A further critical consideration should be irreplaceability (Pressey et al. 1994): the extent to which an asset is either localised or has multiple occurrences, with prioritisation given to the former. Although the Black Summer wildfires were so extensive that they caused major population losses for many widespread species, impacts were most pronounced for some highly localised species, where fire impacts affected the entire population (Dorey et al. 2021; Gallagher et al. 2021; Moir 2021).

In the context of wildfires, prioritisation should also consider the susceptibility of biodiversity assets to individual fires and fire regimes (Gallagher et al. 2021; Legge et al. 2022a; Marsh et al. 2022), and the extent of their ability to recover without intervention (Legge et al. 2022b). Many species are fire-adapted but many are not. It is more important to protect a biodiversity asset that will not recover from fire (such as the sole location of a fire-susceptible threatened species) in preference to protecting one for which the likely impact of fire is transient.

We note it may be difficult to assign value and prioritise sites for the protection of poorly known species. For example, susceptibility may not be well known for some species, especially in the context of wildfires that are more extreme than in the past. However, in the absence of evidence from studies of previous responses to fire, information on life history and other traits can be used to infer susceptibility (Gallagher et al. 2021; Marsh et al. 2022). Furthermore, many poorly known and imperilled species, including many that are likely to be fire-susceptible, co-occur at centres of endemism (Harvey et al. 2011). If we protect these critical sites from fire, many species may be saved; conversely, if such sites are burnt, many species may be lost (Marsh et al. 2022).
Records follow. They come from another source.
use async_trait::async_trait;
use chrono::{DateTime, Utc};
use sqlx::{FromRow, PgPool};

use super::{ListStore, RefreshTokenStore, StoreError, StoreResult, TaskStore, UserStore};
use crate::models::{
    List, NewTask, NewUser, RefreshTokenRecord, RefreshTokenStatus, StoredRefreshToken, Task,
    User,
};

const USER_COLUMNS: &str = "id, email, password_hash, name, surname, is_deleted, created_at";
const REFRESH_TOKEN_COLUMNS: &str =
    "id, token, user_id, status, created_at, expires_at, deactivated_at";
const LIST_COLUMNS: &str = "id, name, user_id, is_deleted, created_at";
const TASK_COLUMNS: &str =
    "id, short_desc, long_desc, deadline, is_achieved, is_deleted, created_at, list_id";

/// Postgres-backed implementation of every store trait.
///
/// Queries are checked at runtime (`query_as::<_, T>`) so the crate builds
/// without a live database.
#[derive(Clone)]
pub struct PgStore {
    pool: PgPool,
}

impl PgStore {
    pub fn new(pool: PgPool) -> Self {
        Self { pool }
    }
}

/// Maps a unique-constraint violation to `StoreError::Conflict`.
fn conflict_as(what: &str) -> impl FnOnce(sqlx::Error) -> StoreError + '_ {
    move |error| match &error {
        sqlx::Error::Database(db) if db.is_unique_violation() => {
            StoreError::Conflict(what.to_string())
        }
        _ => StoreError::Database(error),
    }
}

/// One row of the refresh-token/owner join.
#[derive(FromRow)]
struct RefreshTokenWithOwnerRow {
    id: i32,
    token: String,
    user_id: i32,
    status: RefreshTokenStatus,
    created_at: DateTime<Utc>,
    expires_at: DateTime<Utc>,
    deactivated_at: Option<DateTime<Utc>>,
    owner_email: String,
    owner_password_hash: String,
    owner_name: String,
    owner_surname: String,
    owner_is_deleted: bool,
    owner_created_at: DateTime<Utc>,
}

impl From<RefreshTokenWithOwnerRow> for StoredRefreshToken {
    fn from(row: RefreshTokenWithOwnerRow) -> Self {
        StoredRefreshToken {
            owner: User {
                id: row.user_id,
                email: row.owner_email,
                password_hash: row.owner_password_hash,
                name: row.owner_name,
                surname: row.owner_surname,
                is_deleted: row.owner_is_deleted,
                created_at: row.owner_created_at,
            },
            record: RefreshTokenRecord {
                id: row.id,
                token: row.token,
                user_id: row.user_id,
                status: row.status,
                created_at: row.created_at,
                expires_at: row.expires_at,
                deactivated_at: row.deactivated_at,
            },
        }
    }
}

#[async_trait]
impl UserStore for PgStore {
    async fn create_user(&self, user: NewUser) -> StoreResult<User> {
        sqlx::query_as::<_, User>(&format!(
            "INSERT INTO users (email, password_hash, name, surname) VALUES ($1, $2, $3, $4) \
             RETURNING {USER_COLUMNS}"
        ))
        .bind(&user.email)
        .bind(&user.password_hash)
        .bind(&user.name)
        .bind(&user.surname)
        .fetch_one(&self.pool)
        .await
        .map_err(conflict_as("Email is already in use"))
    }

    async fn find_by_email(&self, email: &str) -> StoreResult<Option<User>> {
        let user = sqlx::query_as::<_, User>(&format!(
            "SELECT {USER_COLUMNS} FROM users WHERE email = $1"
        ))
        .bind(email)
        .fetch_optional(&self.pool)
        .await?;
        Ok(user)
    }

    async fn find_active_by_email(&self, email: &str) -> StoreResult<Option<User>> {
        let user = sqlx::query_as::<_, User>(&format!(
            "SELECT {USER_COLUMNS} FROM users WHERE email = $1 AND is_deleted = FALSE"
        ))
        .bind(email)
        .fetch_optional(&self.pool)
        .await?;
        Ok(user)
    }

    async fn find_active_by_id(&self, id: i32) -> StoreResult<Option<User>> {
        let user = sqlx::query_as::<_, User>(&format!(
            "SELECT {USER_COLUMNS} FROM users WHERE id = $1 AND is_deleted = FALSE"
        ))
        .bind(id)
        .fetch_optional(&self.pool)
        .await?;
        Ok(user)
    }
}

#[async_trait]
impl RefreshTokenStore for PgStore {
    async fn save(
        &self,
        token: &str,
        owner: &User,
        expires_at: DateTime<Utc>,
    ) -> StoreResult<RefreshTokenRecord> {
        sqlx::query_as::<_, RefreshTokenRecord>(&format!(
            "INSERT INTO refresh_tokens (token, user_id, expires_at) VALUES ($1, $2, $3) \
             RETURNING {REFRESH_TOKEN_COLUMNS}"
        ))
        .bind(token)
        .bind(owner.id)
        .bind(expires_at)
        .fetch_one(&self.pool)
        .await
        .map_err(conflict_as("Refresh token already stored"))
    }

    async fn find_by_token(&self, token: &str) -> StoreResult<Option<StoredRefreshToken>> {
        let row = sqlx::query_as::<_, RefreshTokenWithOwnerRow>(
            "SELECT t.id, t.token, t.user_id, t.status, t.created_at, t.expires_at, t.deactivated_at, \
                    u.email AS owner_email, u.password_hash AS owner_password_hash, \
                    u.name AS owner_name, u.surname AS owner_surname, \
                    u.is_deleted AS owner_is_deleted, u.created_at AS owner_created_at \
             FROM refresh_tokens t \
             JOIN users u ON u.id = t.user_id \
             WHERE t.token = $1 AND t.status = 'active'",
        )
        .bind(token)
        .fetch_optional(&self.pool)
        .await?;
        Ok(row.map(StoredRefreshToken::from))
    }

    async fn deactivate(&self, record: &RefreshTokenRecord) -> StoreResult<bool> {
        let result = sqlx::query(
            "UPDATE refresh_tokens SET status = 'deactivated', deactivated_at = NOW() \
             WHERE id = $1 AND status = 'active'",
        )
        .bind(record.id)
        .execute(&self.pool)
        .await?;
        Ok(result.rows_affected() == 1)
    }

    async fn delete(&self, token: &str) -> StoreResult<u64> {
        let result = sqlx::query("DELETE FROM refresh_tokens WHERE token = $1")
            .bind(token)
            .execute(&self.pool)
            .await?;
        Ok(result.rows_affected())
    }

    async fn list_for_user(&self, user_id: i32) -> StoreResult<Vec<RefreshTokenRecord>> {
        let records = sqlx::query_as::<_, RefreshTokenRecord>(&format!(
            "SELECT {REFRESH_TOKEN_COLUMNS} FROM refresh_tokens WHERE user_id = $1 ORDER BY id DESC"
        ))
        .bind(user_id)
        .fetch_all(&self.pool)
        .await?;
        Ok(records)
    }
}

#[async_trait]
impl ListStore for PgStore {
    async fn create_list(&self, name: &str, user_id: i32) -> StoreResult<List> {
        sqlx::query_as::<_, List>(&format!(
            "INSERT INTO lists (name, user_id) VALUES ($1, $2) RETURNING {LIST_COLUMNS}"
        ))
        .bind(name)
        .bind(user_id)
        .fetch_one(&self.pool)
        .await
        .map_err(conflict_as("A list with this name already exists"))
    }

    async fn lists_by_owner(&self, user_id: i32) -> StoreResult<Vec<List>> {
        let lists = sqlx::query_as::<_, List>(&format!(
            "SELECT {LIST_COLUMNS} FROM lists WHERE user_id = $1 AND is_deleted = FALSE \
             ORDER BY created_at DESC"
        ))
        .bind(user_id)
        .fetch_all(&self.pool)
        .await?;
        Ok(lists)
    }

    async fn find_owned_list(&self, id: i32, user_id: i32) -> StoreResult<Option<List>> {
        let list = sqlx::query_as::<_, List>(&format!(
            "SELECT {LIST_COLUMNS} FROM lists WHERE id = $1 AND user_id = $2 AND is_deleted = FALSE"
        ))
        .bind(id)
        .bind(user_id)
        .fetch_optional(&self.pool)
        .await?;
        Ok(list)
    }

    async fn update_list(&self, list: &List) -> StoreResult<List> {
        sqlx::query_as::<_, List>(&format!(
            "UPDATE lists SET name = $1, is_deleted = $2 WHERE id = $3 AND user_id = $4 \
             RETURNING {LIST_COLUMNS}"
        ))
        .bind(&list.name)
        .bind(list.is_deleted)
        .bind(list.id)
        .bind(list.user_id)
        .fetch_one(&self.pool)
        .await
        .map_err(conflict_as("A list with this name already exists"))
    }
}

#[async_trait]
impl TaskStore for PgStore {
    async fn create_task(&self, task: NewTask) -> StoreResult<Task> {
        let task = sqlx::query_as::<_, Task>(&format!(
            "INSERT INTO tasks (short_desc, long_desc, deadline, list_id) VALUES ($1, $2, $3, $4) \
             RETURNING {TASK_COLUMNS}"
        ))
        .bind(&task.short_desc)
        .bind(&task.long_desc)
        .bind(task.deadline)
        .bind(task.list_id)
        .fetch_one(&self.pool)
        .await?;
        Ok(task)
    }

    async fn tasks_by_list(&self, list_id: i32) -> StoreResult<Vec<Task>> {
        let tasks = sqlx::query_as::<_, Task>(&format!(
            "SELECT {TASK_COLUMNS} FROM tasks WHERE list_id = $1 AND is_deleted = FALSE \
             ORDER BY deadline ASC"
        ))
        .bind(list_id)
        .fetch_all(&self.pool)
        .await?;
        Ok(tasks)
    }

    async fn find_owned_task(&self, id: i32, user_id: i32) -> StoreResult<Option<Task>> {
        let task = sqlx::query_as::<_, Task>(
            "SELECT t.id, t.short_desc, t.long_desc, t.deadline, t.is_achieved, t.is_deleted, \
                    t.created_at, t.list_id \
             FROM tasks t \
             JOIN lists l ON l.id = t.list_id \
             WHERE t.id = $1 AND l.user_id = $2 AND t.is_deleted = FALSE AND l.is_deleted = FALSE",
        )
        .bind(id)
        .bind(user_id)
        .fetch_optional(&self.pool)
        .await?;
        Ok(task)
    }

    async fn update_task(&self, task: &Task) -> StoreResult<Task> {
        let task = sqlx::query_as::<_, Task>(&format!(
            "UPDATE tasks \
             SET short_desc = $1, long_desc = $2, deadline = $3, is_achieved = $4, is_deleted = $5 \
             WHERE id = $6 \
             RETURNING {TASK_COLUMNS}"
        ))
        .bind(&task.short_desc)
        .bind(&task.long_desc)
        .bind(task.deadline)
        .bind(task.is_achieved)
        .bind(task.is_deleted)
        .bind(task.id)
        .fetch_one(&self.pool)
        .await?;
        Ok(task)
    }
}
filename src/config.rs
use std::env;
use std::time::Duration;

use thiserror::Error;

const DEFAULT_SERVER_HOST: &str = "127.0.0.1";
const DEFAULT_SERVER_PORT: u16 = 8080;
const DEFAULT_BCRYPT_COST: u32 = 12;
const MIN_BCRYPT_COST: u32 = 4;
const MAX_BCRYPT_COST: u32 = 31;
const DEFAULT_MAX_CONNECTIONS: u32 = 5;
const DEFAULT_ACQUIRE_TIMEOUT_SECS: u64 = 5;

#[derive(Debug, Error, PartialEq, Eq)]
pub enum ConfigError {
    #[error("{0} must be set")]
    Missing(&'static str),
    #[error("{name} has an invalid value: {value}")]
    Invalid { name: &'static str, value: String },
    #[error("JWT_SECRET and JWT_REFRESH_SECRET must be different")]
    SharedSecret,
}

#[derive(Debug, Clone)]
pub struct Config {
    pub database_url: String,
    pub server_port: u16,
    pub server_host: String,
    pub jwt_secret: String,
    pub jwt_refresh_secret: String,
    pub bcrypt_cost: u32,
    /// Marks the refresh cookie `Secure`. Enabled by `APP_ENV=production`.
    pub secure_cookies: bool,
    /// CORS origin allowed to send credentials. Any origin when unset.
    pub client_url: Option<String>,
    pub database_max_connections: u32,
    pub database_acquire_timeout: Duration,
}

impl Config {
    pub fn from_env() -> Result<Self, ConfigError> {
        Self::from_lookup(|name| env::var(name).ok())
    }

    /// Builds the configuration from an arbitrary variable source.
    pub fn from_lookup<F>(lookup: F) -> Result<Self, ConfigError>
    where
        F: Fn(&str) -> Option<String>,
    {
        let required = |name: &'static str| {
            lookup(name)
                .filter(|value| !value.is_empty())
                .ok_or(ConfigError::Missing(name))
        };

        let jwt_secret = required("JWT_SECRET")?;
        let jwt_refresh_secret = required("JWT_REFRESH_SECRET")?;
        if jwt_secret == jwt_refresh_secret {
            return Err(ConfigError::SharedSecret);
        }

        let bcrypt_cost = parse_or(&lookup, "BCRYPT_COST", DEFAULT_BCRYPT_COST)?;
        if !(MIN_BCRYPT_COST..=MAX_BCRYPT_COST).contains(&bcrypt_cost) {
            return Err(ConfigError::Invalid {
                name: "BCRYPT_COST",
                value: bcrypt_cost.to_string(),
            });
        }

        Ok(Self {
            database_url: required("DATABASE_URL")?,
            server_port: parse_or(&lookup, "SERVER_PORT", DEFAULT_SERVER_PORT)?,
            server_host: lookup("SERVER_HOST").unwrap_or_else(|| DEFAULT_SERVER_HOST.to_string()),
            jwt_secret,
            jwt_refresh_secret,
            bcrypt_cost,
            secure_cookies: lookup("APP_ENV").as_deref() == Some("production"),
            client_url: lookup("CLIENT_URL").filter(|url| !url.is_empty()),
            database_max_connections: parse_or(
                &lookup,
                "DATABASE_MAX_CONNECTIONS",
                DEFAULT_MAX_CONNECTIONS,
            )?,
            database_acquire_timeout: Duration::from_secs(parse_or(
                &lookup,
                "DATABASE_ACQUIRE_TIMEOUT_SECS",
                DEFAULT_ACQUIRE_TIMEOUT_SECS,
            )?),
        })
    }

    pub fn server_url(&self) -> String {
        format!("http://{}:{}", self.server_host, self.server_port)
    }
}

fn parse_or<F, T>(lookup: &F, name: &'static str, default: T) -> Result<T, ConfigError>
where
    F: Fn(&str) -> Option<String>,
    T: std::str::FromStr,
{
    match lookup(name) {
        None => Ok(default),
        Some(value) => value
            .parse()
            .map_err(|_| ConfigError::Invalid { name, value }),
    }
}
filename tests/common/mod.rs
#![allow(dead_code)]

use std::sync::Arc;

use actix_http::Request;
use actix_web::{
    body::MessageBody,
    cookie::Cookie,
    dev::{Service, ServiceResponse},
    test, web, App, Error,
};
use serde_json::{json, Value};

use listforge::auth::{PasswordHasher, TokenIssuer};
use listforge::routes;
use listforge::state::AppState;
use listforge::store::MemoryStore;

pub const PASSWORD: &str = "longenough";

pub fn test_tokens() -> Arc<TokenIssuer> {
    Arc::new(TokenIssuer::new(
        "integration-access-secret",
        "integration-refresh-secret",
    ))
}

/// State over a store and issuer the test keeps handles to.
pub fn test_state_with(store: Arc<MemoryStore>, tokens: Arc<TokenIssuer>) -> AppState {
    AppState::new(
        store,
        tokens,
        PasswordHasher::new(4).expect("bcrypt cost 4 is valid"),
        false,
    )
}

pub fn test_state() -> AppState {
    test_state_with(Arc::new(MemoryStore::new()), test_tokens())
}

pub async fn test_app(
    state: AppState,
) -> impl Service<Request, Response = ServiceResponse<impl MessageBody>, Error = Error> {
    test::init_service(
        App::new()
            .app_data(web::Data::new(state))
            .configure(routes::config),
    )
    .await
}

/// A logged-in user as seen by the client.
pub struct Session {
    pub access_token: String,
    pub refresh_cookie: Cookie<'static>,
    pub user: Value,
}

impl Session {
    pub fn bearer(&self) -> (&'static str, String) {
        ("Authorization", format!("Bearer {}", self.access_token))
    }
}

pub async fn signup<S, B>(app: &S, email: &str) -> Value
where
    S: Service<Request, Response = ServiceResponse<B>, Error = Error>,
    B: MessageBody,
{
    let req = test::TestRequest::post()
        .uri("/signup")
        .set_json(json!({
            "email": email,
            "name": "A",
            "surname": "B",
            "password": PASSWORD,
        }))
        .to_request();
    let resp = test::call_service(app, req).await;
    assert_eq!(resp.status(), 201, "signup of {} failed", email);
    let body: Value = test::read_body_json(resp).await;
    body["user"].clone()
}

pub async fn login<S, B>(app: &S, email: &str) -> Session
where
    S: Service<Request, Response = ServiceResponse<B>, Error = Error>,
    B: MessageBody,
{
    let req = test::TestRequest::post()
        .uri("/login")
        .set_json(json!({ "email": email, "password": PASSWORD }))
        .to_request();
    let resp = test::call_service(app, req).await;
    assert_eq!(resp.status(), 200, "login of {} failed", email);

    let refresh_cookie = resp
        .response()
        .cookies()
        .find(|c| c.name() == "refreshToken")
        .map(|c| c.into_owned())
        .expect("login sets the refresh cookie");
    let body: Value = test::read_body_json(resp).await;

    Session {
        access_token: body["accessToken"]
            .as_str()
            .expect("login returns an access token")
            .to_string(),
        refresh_cookie,
        user: body["user"].clone(),
    }
}

pub async fn signup_and_login<S, B>(app: &S, email: &str) -> Session
where
    S: Service<Request, Response = ServiceResponse<B>, Error = Error>,
    B: MessageBody,
{
    signup(app, email).await;
    login(app, email).await
}
//! Persistence seams.
//!
//! Every collaborator the session use-case and the list/task handlers need is a
//! `Send + Sync` trait so that the concrete backend is chosen once, in `main`,
//! and injected through [`crate::state::AppState`]. [`PgStore`] is the
//! production backend; [`MemoryStore`] enforces the same constraints in
//! process and backs the test suite.

pub mod memory;
pub mod postgres;

use async_trait::async_trait;
use chrono::{DateTime, Utc};
use thiserror::Error;

use crate::models::{List, NewTask, NewUser, RefreshTokenRecord, StoredRefreshToken, Task, User};

pub use memory::MemoryStore;
pub use postgres::PgStore;

#[derive(Debug, Error)]
pub enum StoreError {
    /// A uniqueness constraint rejected the write.
    #[error("{0}")]
    Conflict(String),
    #[error(transparent)]
    Database(#[from] sqlx::Error),
}

pub type StoreResult<T> = Result<T, StoreError>;

#[async_trait]
pub trait UserStore: Send + Sync {
    /// Fails with `StoreError::Conflict` when the email is taken.
    async fn create_user(&self, user: NewUser) -> StoreResult<User>;
    /// Any user with this email, soft-deleted or not.
    async fn find_by_email(&self, email: &str) -> StoreResult<Option<User>>;
    async fn find_active_by_email(&self, email: &str) -> StoreResult<Option<User>>;
    async fn find_active_by_id(&self, id: i32) -> StoreResult<Option<User>>;
}

#[async_trait]
pub trait RefreshTokenStore: Send + Sync {
    async fn save(
        &self,
        token: &str,
        owner: &User,
        expires_at: DateTime<Utc>,
    ) -> StoreResult<RefreshTokenRecord>;

    /// Looks up an *active* record by its token string and loads its owner.
    async fn find_by_token(&self, token: &str) -> StoreResult<Option<StoredRefreshToken>>;

    /// Moves the record from `Active` to `Deactivated`.
    ///
    /// Returns `false` when the record was no longer active, i.e. a concurrent
    /// caller already deactivated or deleted it.
    async fn deactivate(&self, record: &RefreshTokenRecord) -> StoreResult<bool>;

    /// Hard-removes the record holding `token`. Returns the number of rows removed.
    async fn delete(&self, token: &str) -> StoreResult<u64>;

    /// Every record of a user, deactivated ones included, newest first.
    async fn list_for_user(&self, user_id: i32) -> StoreResult<Vec<RefreshTokenRecord>>;
}

#[async_trait]
pub trait ListStore: Send + Sync {
    /// Fails with `StoreError::Conflict` when the owner already has a list with this name.
    async fn create_list(&self, name: &str, user_id: i32) -> StoreResult<List>;
    async fn lists_by_owner(&self, user_id: i32) -> StoreResult<Vec<List>>;
    /// A non-deleted list, only if it belongs to `user_id`.
    async fn find_owned_list(&self, id: i32, user_id: i32) -> StoreResult<Option<List>>;
    async fn update_list(&self, list: &List) -> StoreResult<List>;
}

#[async_trait]
pub trait TaskStore: Send + Sync {
    async fn create_task(&self, task: NewTask) -> StoreResult<Task>;
    async fn tasks_by_list(&self, list_id: i32) -> StoreResult<Vec<Task>>;
    /// A non-deleted task whose (non-deleted) list belongs to `user_id`.
    async fn find_owned_task(&self, id: i32, user_id: i32) -> StoreResult<Option<Task>>;
    async fn update_task(&self, task: &Task) -> StoreResult<Task>;
}
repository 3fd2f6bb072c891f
pub mod cookie;
pub mod extractors;
pub mod middleware;
pub mod password;
pub mod session;
pub mod token;

use serde::Deserialize;
use validator::Validate;

use crate::error::AppError;

pub use extractors::AuthenticatedUser;
pub use middleware::{AuthMiddleware, GuestOnly};
pub use password::PasswordHasher;
pub use session::{Credentials, LoginOutcome, Registration, SessionError, SessionService};
pub use token::{Claims, TokenIssuer, TokenKind};

/// Payload for `POST /signup`.
#[derive(Debug, Deserialize, Validate)]
pub struct SignupRequest {
    #[validate(required(message = "name is required"))]
    #[validate(length(min = 1, message = "name is required"))]
    pub name: Option<String>,

    #[validate(required(message = "surname is required"))]
    #[validate(length(min = 1, message = "surname is required"))]
    pub surname: Option<String>,

    #[validate(required(message = "email is required"))]
    #[validate(email(message = "email must be a valid email address"))]
    pub email: Option<String>,

    #[validate(required(message = "password is required"))]
    #[validate(length(min = 8, message = "password must be at least 8 characters"))]
    pub password: Option<String>,
}

/// Payload for `POST /login`.
#[derive(Debug, Deserialize, Validate)]
pub struct LoginRequest {
    #[validate(required(message = "email is required"))]
    #[validate(email(message = "email must be a valid email address"))]
    pub email: Option<String>,

    #[validate(required(message = "password is required"))]
    #[validate(length(min = 8, message = "password must be at least 8 characters"))]
    pub password: Option<String>,
}

impl TryFrom<SignupRequest> for Registration {
    type Error = AppError;

    /// Expects a request that already passed `validate()`.
    fn try_from(request: SignupRequest) -> Result<Self, Self::Error> {
        match (request.name, request.surname, request.email, request.password) {
            (Some(name), Some(surname), Some(email), Some(password)) => Ok(Registration {
                name,
                surname,
                email,
                password,
            }),
            _ => Err(AppError::BadRequest(
                "name, surname, email and password are required".into(),
            )),
        }
    }
}

impl TryFrom<LoginRequest> for Credentials {
    type Error = AppError;

    fn try_from(request: LoginRequest) -> Result<Self, Self::Error> {
        match (request.email, request.password) {
            (Some(email), Some(password)) => Ok(Credentials { email, password }),
            _ => Err(AppError::BadRequest("email and password are required".into())),
        }
    }
}
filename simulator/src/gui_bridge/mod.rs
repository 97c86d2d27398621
pub mod bridge;
pub mod model;
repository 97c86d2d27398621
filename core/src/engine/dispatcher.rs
use crate::engine::monitor::ConditionKind;
use crate::engine::notice::{Notice, NoticeBoard};
use crate::fleet::{TelemetryState, VehicleIdentity};
use crate::sync::{SyncEvent, SyncQueue};
use crate::telemetry::{LogManager, MetricsRecorder};
use chrono::{DateTime, Utc};
use serde::{Deserialize, Serialize};
use std::sync::Arc;

/// Immutable record of one fired alert condition.
#[derive(Debug, Clone, PartialEq, Serialize, Deserialize)]
#[serde(rename_all = "camelCase")]
pub struct AlertRecord {
    pub vehicle: VehicleIdentity,
    pub condition: ConditionKind,
    pub message: String,
    pub reading: f64,
    pub timestamp: DateTime<Utc>,
}

impl AlertRecord {
    pub fn new(
        vehicle: VehicleIdentity,
        condition: ConditionKind,
        state: &TelemetryState,
        timestamp: DateTime<Utc>,
    ) -> Self {
        let (reading, message) = match condition {
            ConditionKind::EngineHealthLow => (
                state.engine_health,
                format!("Engine health low ({}%)", state.engine_health),
            ),
            ConditionKind::TireWearHigh => (
                state.tire_wear,
                format!("Tire wear high ({}%)", state.tire_wear),
            ),
            ConditionKind::Overspeed => {
                (state.speed, format!("Overspeed {} km/h", state.speed))
            }
        };
        Self {
            vehicle,
            condition,
            message,
            reading,
            timestamp,
        }
    }

    pub fn action_needed(&self) -> &'static str {
        match self.condition {
            ConditionKind::EngineHealthLow => "Schedule engine diagnostics/maintenance",
            ConditionKind::TireWearHigh => "Inspect/rotate tires or schedule replacement",
            ConditionKind::Overspeed => "Contact driver about speeding",
        }
    }
}

/// Turns fired conditions into alert records and queues their backend calls.
#[derive(Debug, Clone)]
pub struct AlertDispatcher {
    queue: SyncQueue,
    notices: NoticeBoard,
    metrics: Arc<MetricsRecorder>,
    logger: LogManager,
}

impl AlertDispatcher {
    pub fn new(queue: SyncQueue, notices: NoticeBoard, metrics: Arc<MetricsRecorder>) -> Self {
        Self {
            queue,
            notices,
            metrics,
            logger: LogManager::new("alerts"),
        }
    }

    pub fn dispatch(
        &self,
        vehicle: &VehicleIdentity,
        condition: ConditionKind,
        state: &TelemetryState,
    ) -> AlertRecord {
        let record = AlertRecord::new(vehicle.clone(), condition, state, Utc::now());
        let event = match condition {
            ConditionKind::Overspeed => SyncEvent::ReportOverspeed {
                vehicle: vehicle.clone(),
                timestamp: record.timestamp,
                speed: record.reading,
            },
            ConditionKind::EngineHealthLow | ConditionKind::TireWearHigh => {
                SyncEvent::RecordAlert {
                    vehicle: vehicle.clone(),
                    issue: record.message.clone(),
                    action_needed: record.action_needed().to_string(),
                }
            }
        };
        self.forward(event);

        self.metrics.record_alert();
        if condition == ConditionKind::Overspeed {
            self.metrics.record_overspeed();
        }
        self.logger
            .warn(&format!("{} alert for {}", record.message, vehicle));
        self.notices.post(match condition {
            ConditionKind::Overspeed => Notice::Overspeed {
                alert: record.clone(),
            },
            _ => Notice::ThresholdBreach {
                alert: record.clone(),
            },
        });
        record
    }

    /// Queues a fuel/battery level update for the backend.
    pub fn sync_fuel(&self, vehicle: &VehicleIdentity, fuel_level: f64) {
        self.forward(SyncEvent::UpdateFuel {
            vehicle: vehicle.clone(),
            fuel_level,
        });
    }

    pub fn notices(&self) -> &NoticeBoard {
        &self.notices
    }

    fn forward(&self, event: SyncEvent) {
        if let Err(err) = self.queue.emit(event) {
            self.logger.warn(&format!("dropping backend call: {}", err));
        }
    }
}

#[cfg(test)]
mod tests {
    use super::*;
    use crate::sync;

    fn dispatcher() -> (
        AlertDispatcher,
        tokio::sync::mpsc::UnboundedReceiver<SyncEvent>,
        NoticeBoard,
    ) {
        let (queue, rx) = sync::channel();
        let notices = NoticeBoard::new();
        (
            AlertDispatcher::new(queue, notices.clone(), Arc::new(MetricsRecorder::new())),
            rx,
            notices,
        )
    }

    #[test]
    fn engine_alert_embeds_reading_and_records_alert() {
        let (dispatcher, mut rx, notices) = dispatcher();
        let mut listener = notices.subscribe();
        let state = TelemetryState::new(40.0, 23.0, 30.0);
        let record = dispatcher.dispatch(&"WB-07".into(), ConditionKind::EngineHealthLow, &state);

        assert_eq!(record.message, "Engine health low (23%)");
        assert_eq!(record.reading, 23.0);
        assert_eq!(
            rx.try_recv().unwrap(),
            SyncEvent::RecordAlert {
                vehicle: "WB-07".into(),
                issue: "Engine health low (23%)".into(),
                action_needed: "Schedule engine diagnostics/maintenance".into(),
            }
        );
        assert!(rx.try_recv().is_err());
        assert!(matches!(
            listener.try_recv().unwrap(),
            Notice::ThresholdBreach { .. }
        ));
    }

    #[test]
    fn overspeed_goes_to_overspeed_endpoint_only() {
        let (dispatcher, mut rx, _notices) = dispatcher();
        let state = TelemetryState {
            speed: 105.0,
            ..TelemetryState::new(40.0, 80.0, 10.0)
        };
        let record = dispatcher.dispatch(&"WB-07".into(), ConditionKind::Overspeed, &state);

        match rx.try_recv().unwrap() {
            SyncEvent::ReportOverspeed {
                speed, timestamp, ..
            } => {
                assert_eq!(speed, 105.0);
                assert_eq!(timestamp, record.timestamp);
            }
            other => panic!("unexpected event {:?}", other),
        }
        assert!(rx.try_recv().is_err());
    }

    #[test]
    fn closed_queue_does_not_fail_dispatch() {
        let (dispatcher, rx, _notices) = dispatcher();
        drop(rx);
        let record = dispatcher.dispatch(
            &"WB-07".into(),
            ConditionKind::TireWearHigh,
            &TelemetryState::new(40.0, 80.0, 78.0),
        );
        assert_eq!(record.message, "Tire wear high (78%)");
    }
}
Knowledge shortcomings constrain many aspects of crisis management, not just fire (Boin and 't Hart 2010). With respect to the valuation and protection of biodiversity, these knowledge gaps include uncertainty about the way that many species respond to fire (Jolly et al. 2022) and hence the priority that should be accorded to their protection, as well as uncertainty about the efficacy of management responses. For example, during the Black Summer wildfires, managers undertook a rescue operation for a population of threatened eastern bristlebirds (Dasyornis brachypterus) that occurred in the fire’s projected path. However, of the 15 birds that were captured, many soon died in captivity (in part due to lack of previous husbandry experience or recognition of risks) and only eight birds were re-released after the fire (Selwood et al. 2022). This example serves to illustrate that biodiversity protection during wildfires, or other comparable crises, may not be straightforward or without risks. It also shows that a more robust evidence base and appropriate recognition of uncertainty will lead to better decision making (Rumpff et al. 2023), as will training as part of contingency planning.

Freely available spatial decision support tools can be used to prioritise sites during emergencies, based on the distribution of ‘high value’ biodiversity assets (Moilanen et al. 2005). Such tools were used after the Black Summer wildfires to prioritise biodiversity recovery efforts (Geary et al. 2021).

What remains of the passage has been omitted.